From the beginning ISPF was not equipped with a CUT and PASTE function for EDIT (and later VIEW). At some point in time IBM made two sample macros called CUT and PASTE, but those two macros had such a bad design that most installations made their own implementation. Those implementations had different names as IBM reserved the names CUT and PASTE. At the end of the 1980s I made similar commands called PUTS and GETS and later I used CUTS and PASTES. Other installations used or still uses PUT and GET and on your installation you may have homegrown CUT and PASTE commands with quite diferent names.

In 1999 IBM finally decided to implement CUT and PASTE as real EDIT/VIEW commands where the implementation finally matched the needs of the users. The only problem is that many of us has not yet discovered this because we are used to some homegrown version. I will admit that it is only three yeas ago I discovered that CUT and PASTE now works as it should have done from the beginning.

I will also admit that I am so used to the homegrown implementations that I use them instead although CUT and PASTE are pretty advanced with lots of useful functionality. As default CUT will replace the data in the clipboard from your previous CUT while PASTE will copy the contents of the clipboard without removing the data from the clipboard. If you want to append data to the existing data in the clipboard you may use CUT APPEND. Another good command is CUT DISPLAY which gives you access to view the contents of the clipboards and also shows you if you have created other clipboards than the default clipboard. You may create other clipboards if you write a name after CUT. After PASTE you just write the same name in order to paste data from your individually named clipboard.

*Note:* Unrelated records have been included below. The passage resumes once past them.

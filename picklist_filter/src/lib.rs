// Copyright 2025 the Picklist Authors
// SPDX-License-Identifier: Apache-2.0 OR MIT

//! Picklist Filter: narrowing a list of selectable entries by a query.
//!
//! The engine is deliberately small. It never decides *what* matches; the
//! caller supplies a predicate and the engine applies it to each entry in
//! order, collecting the ones that pass:
//!
//! - [`filter`] returns the matching entries as a new vector.
//! - [`filter_indices`] returns their positions in the input instead, for
//!   hosts that keep entries elsewhere.
//! - [`label_contains`] is the stock predicate: a case-insensitive substring
//!   match on the entry's [`Labeled::label_text`].
//!
//! Output always preserves input order and is a subsequence of the input.
//! Nothing matching yields an empty vector. Panics raised by a predicate are
//! not caught.
//!
//! ## Minimal example
//!
//! ```rust
//! use picklist_filter::{filter, label_contains, Labeled};
//!
//! #[derive(Clone, Debug, PartialEq)]
//! struct Fruit(&'static str);
//!
//! impl Labeled for Fruit {
//!     fn label_text(&self) -> &str {
//!         self.0
//!     }
//! }
//!
//! let fruits = [Fruit("Apple"), Fruit("Banana"), Fruit("Pineapple")];
//! let hits = filter(&fruits, "APP", label_contains);
//! assert_eq!(hits, vec![Fruit("Apple"), Fruit("Pineapple")]);
//! ```
//!
//! This crate is `no_std` and uses `alloc`.

#![no_std]

extern crate alloc;

use alloc::vec::Vec;

/// Entries that carry a human-readable label.
///
/// The label is what users type against, so [`label_contains`] matches on it.
pub trait Labeled {
    /// The text shown for this entry in a list.
    fn label_text(&self) -> &str;
}

impl<T: Labeled + ?Sized> Labeled for &T {
    fn label_text(&self) -> &str {
        (**self).label_text()
    }
}

/// Return the entries of `items` that satisfy `predicate`, in input order.
///
/// The predicate is invoked exactly once per entry, front to back.
pub fn filter<T, P>(items: &[T], query: &str, mut predicate: P) -> Vec<T>
where
    T: Clone,
    P: FnMut(&T, &str) -> bool,
{
    items
        .iter()
        .filter(|item| predicate(item, query))
        .cloned()
        .collect()
}

/// Like [`filter`], but return positions into `items` rather than clones.
pub fn filter_indices<T, P>(items: &[T], query: &str, mut predicate: P) -> Vec<usize>
where
    P: FnMut(&T, &str) -> bool,
{
    items
        .iter()
        .enumerate()
        .filter_map(|(i, item)| predicate(item, query).then_some(i))
        .collect()
}

/// Case-insensitive substring match of `query` within the entry's label.
///
/// An empty query matches everything.
pub fn label_contains<T: Labeled + ?Sized>(item: &T, query: &str) -> bool {
    if query.is_empty() {
        return true;
    }
    item.label_text()
        .to_lowercase()
        .contains(query.to_lowercase().as_str())
}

By the way you are able to configure the way you want CUT and PASTE to work by using the command EDITSET/EDSET. This command also gives you access to configure other parts of EDIT and VIEW. Depending on how creative the ISPF responsible systems programmer has been when he or she installed ISPF you may use up to 11 individually named clipboards. Each clipboard may have a size up to about one megabyte of data. The clipboards are implemented as dataspaces. A dataspace is like an address space, but it can only contain data. Unfortunately it requires advanced assembler skills to be able to create and use dataspaces. Dataspaces lives just as long as the address space from where they were created. Therefore the clipboard data does not survive from one TSO session to the next.